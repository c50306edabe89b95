//! Removal of layout artifacts left by PDF export: running headers and
//! footers, export-tool stamps, date stamps and isolated page numbers.

use crate::error::IngestError;
use regex::{Regex, RegexBuilder};
use tracing::trace;

/// Full-text patterns, applied in order.
pub const DEFAULT_FULL_TEXT_RULES: [&str; 8] = [
    r"BOLT 3rd Edition Layouts Correx\.indd \d+\s*BOLT 3rd Edition Layouts Correx\.indd \d+",
    r"\d{2}/\d{2}/\d{4} \d{2}:\d{2}( \d{2}/\d{2}/\d{4} \d{2}:\d{2})?",
    r"\n\s*Bolt Action V3\s*\n",
    r"\n\s*\d{1,3}\s*Bolt Action V3\s*\n",
    r"\n\s*44mm if 2 lines\s*\n",
    r"^\s*\d{1,3}\s*$",
    r"\n\s*\d{1,3}\s*$",
    r"^BOLT 3rd Edition Layouts Correx\.indd.*$",
];

/// Source identifiers dropped outright before the newline rules run.
pub const DEFAULT_DELETE_RULES: [&str; 1] = [r"\+\]"];

/// Whole-line patterns checked against each trimmed line during reassembly.
pub const DEFAULT_LINE_RULES: [&str; 4] = [
    r"^Bolt Action V3$",
    r"^(RULES SUMMARY|BOLT ACTION)\s+\d+.*$",
    r"^\d+\s+(RULES SUMMARY|BOLT ACTION).*$",
    r"^[\u{F0B7}\u{F0A7}].*$",
];

#[derive(Debug, Clone, Copy, PartialEq, Eq)]
pub enum NoiseReplacement {
    /// Keeps neighbouring lines apart.
    Newline,
    Delete,
}

impl NoiseReplacement {
    fn as_str(self) -> &'static str {
        match self {
            NoiseReplacement::Newline => "\n",
            NoiseReplacement::Delete => "",
        }
    }
}

#[derive(Debug, Clone)]
pub struct NoiseRule {
    pattern: Regex,
    replacement: NoiseReplacement,
}

impl NoiseRule {
    pub fn new(pattern: &str, replacement: NoiseReplacement) -> Result<Self, IngestError> {
        let compiled = RegexBuilder::new(pattern)
            .multi_line(true)
            .case_insensitive(true)
            .build()?;

        if compiled.is_match("") {
            return Err(IngestError::InvalidNoiseRule(pattern.to_string()));
        }

        Ok(Self {
            pattern: compiled,
            replacement,
        })
    }

    fn apply(&self, text: &str) -> String {
        self.pattern
            .replace_all(text, self.replacement.as_str())
            .into_owned()
    }
}

/// Ordered full-text noise removal.
#[derive(Debug, Clone)]
pub struct NoiseFilter {
    rules: Vec<NoiseRule>,
}

impl NoiseFilter {
    pub fn new(rules: Vec<NoiseRule>) -> Self {
        Self { rules }
    }

    /// Builds a filter from newline-replacement patterns, preceded by the
    /// default delete rules.
    pub fn from_patterns<S: AsRef<str>>(patterns: &[S]) -> Result<Self, IngestError> {
        let mut rules = DEFAULT_DELETE_RULES
            .iter()
            .map(|pattern| NoiseRule::new(pattern, NoiseReplacement::Delete))
            .collect::<Result<Vec<_>, _>>()?;

        for pattern in patterns {
            rules.push(NoiseRule::new(pattern.as_ref(), NoiseReplacement::Newline)?);
        }

        Ok(Self::new(rules))
    }

    pub fn with_default_rules() -> Result<Self, IngestError> {
        Self::from_patterns(&DEFAULT_FULL_TEXT_RULES)
    }

    /// Applies every rule in order, repeating the whole pass until a fixed
    /// point so that `clean(clean(x)) == clean(x)`.
    ///
    /// Every rule match is non-empty and is replaced by at most one newline,
    /// so a pass that changes the text strictly lowers `weight`.
    pub fn clean(&self, raw_text: &str) -> String {
        let mut current = raw_text.to_string();
        let mut passes = 0usize;

        loop {
            let next = self
                .rules
                .iter()
                .fold(current.clone(), |text, rule| rule.apply(&text));
            passes += 1;

            if next == current {
                break;
            }
            let shrank = weight(&next) < weight(&current);
            current = next;
            if !shrank {
                break;
            }
        }

        trace!(passes, bytes_in = raw_text.len(), bytes_out = current.len(), "noise filter");
        current
    }
}

fn weight(text: &str) -> (usize, usize) {
    let newlines = text.bytes().filter(|byte| *byte == b'\n').count();
    (text.len() - newlines, text.len())
}

/// Page-local line noise not caught by the full-text pass.
#[derive(Debug, Clone)]
pub struct LineNoiseFilter {
    patterns: Vec<Regex>,
}

impl LineNoiseFilter {
    pub fn from_patterns<S: AsRef<str>>(patterns: &[S]) -> Result<Self, IngestError> {
        let patterns = patterns
            .iter()
            .map(|pattern| Regex::new(pattern.as_ref()))
            .collect::<Result<Vec<_>, _>>()?;
        Ok(Self { patterns })
    }

    pub fn with_default_rules() -> Result<Self, IngestError> {
        Self::from_patterns(&DEFAULT_LINE_RULES)
    }

    pub fn empty() -> Self {
        Self {
            patterns: Vec::new(),
        }
    }

    pub fn is_noise(&self, trimmed_line: &str) -> bool {
        self.patterns
            .iter()
            .any(|pattern| pattern.is_match(trimmed_line))
    }
}

#[cfg(test)]
mod tests {
    use super::*;

    fn filter() -> NoiseFilter {
        NoiseFilter::with_default_rules().expect("default rules compile")
    }

    #[test]
    fn export_stamp_and_dates_are_removed() {
        let raw = "Intro text\nBOLT 3rd Edition Layouts Correx.indd 12 BOLT 3rd Edition Layouts Correx.indd 13\n12/03/2023 10:15 12/03/2023 10:16\nMore text\n";
        let cleaned = filter().clean(raw);

        assert!(!cleaned.contains("Correx"));
        assert!(!cleaned.contains("12/03/2023"));
        assert!(cleaned.contains("Intro text"));
        assert!(cleaned.contains("More text"));
    }

    #[test]
    fn footer_with_page_number_is_removed_without_merging_lines() {
        let raw = "end of a rule.\n 42 Bolt Action V3\nNext rule starts";
        let cleaned = filter().clean(raw);

        assert!(!cleaned.to_lowercase().contains("bolt action v3"));
        assert!(cleaned.contains("end of a rule.\n"));
        assert!(cleaned.contains("Next rule starts"));
    }

    #[test]
    fn isolated_page_numbers_are_removed() {
        let raw = "First paragraph\n43\nSecond paragraph\n  7  ";
        let cleaned = filter().clean(raw);

        assert!(!cleaned.contains("43"));
        assert!(!cleaned.contains('7'));
        assert!(cleaned.contains("First paragraph"));
        assert!(cleaned.contains("Second paragraph"));
    }

    #[test]
    fn numbers_inside_sentences_survive() {
        let raw = "Roll 2 dice and add 1000 points.\n";
        assert_eq!(filter().clean(raw), raw);
    }

    #[test]
    fn clean_is_idempotent() {
        let samples = [
            "1\n2\n3\nText\n",
            "Text\n5",
            "Bolt Action V3\n\n 12 Bolt Action V3\n\nBody\n99",
            "A +]note\n12/03/2023 10:15\n\n\n5\n",
            "",
            "no noise at all",
        ];

        let filter = filter();
        for sample in samples {
            let once = filter.clean(sample);
            let twice = filter.clean(&once);
            assert_eq!(once, twice, "not idempotent for {sample:?}");
        }
    }

    #[test]
    fn empty_matching_rule_is_rejected() {
        let result = NoiseRule::new(r"\s*", NoiseReplacement::Newline);
        assert!(matches!(result, Err(IngestError::InvalidNoiseRule(_))));
    }

    #[test]
    fn line_noise_matches_running_headers() {
        let lines = LineNoiseFilter::with_default_rules().expect("default rules compile");

        assert!(lines.is_noise("RULES SUMMARY 311"));
        assert!(lines.is_noise("312 RULES SUMMARY"));
        assert!(lines.is_noise("Bolt Action V3"));
        assert!(!lines.is_noise("RULES SUMMARY"));
        assert!(!lines.is_noise("Units move in the movement phase."));
    }
}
##############################
> [WHAT YOU ARE ASKED TO DO]
Across the data, find each line that has "SUMMARY" in it and copy that line.

> [ANSWER FOR THE TASK]
    r"^(RULES SUMMARY|BOLT ACTION)\s+\d+.*$",
    r"^\d+\s+(RULES SUMMARY|BOLT ACTION).*$",
        assert!(lines.is_noise("RULES SUMMARY 311"));
        assert!(lines.is_noise("312 RULES SUMMARY"));
        assert!(!lines.is_noise("RULES SUMMARY"));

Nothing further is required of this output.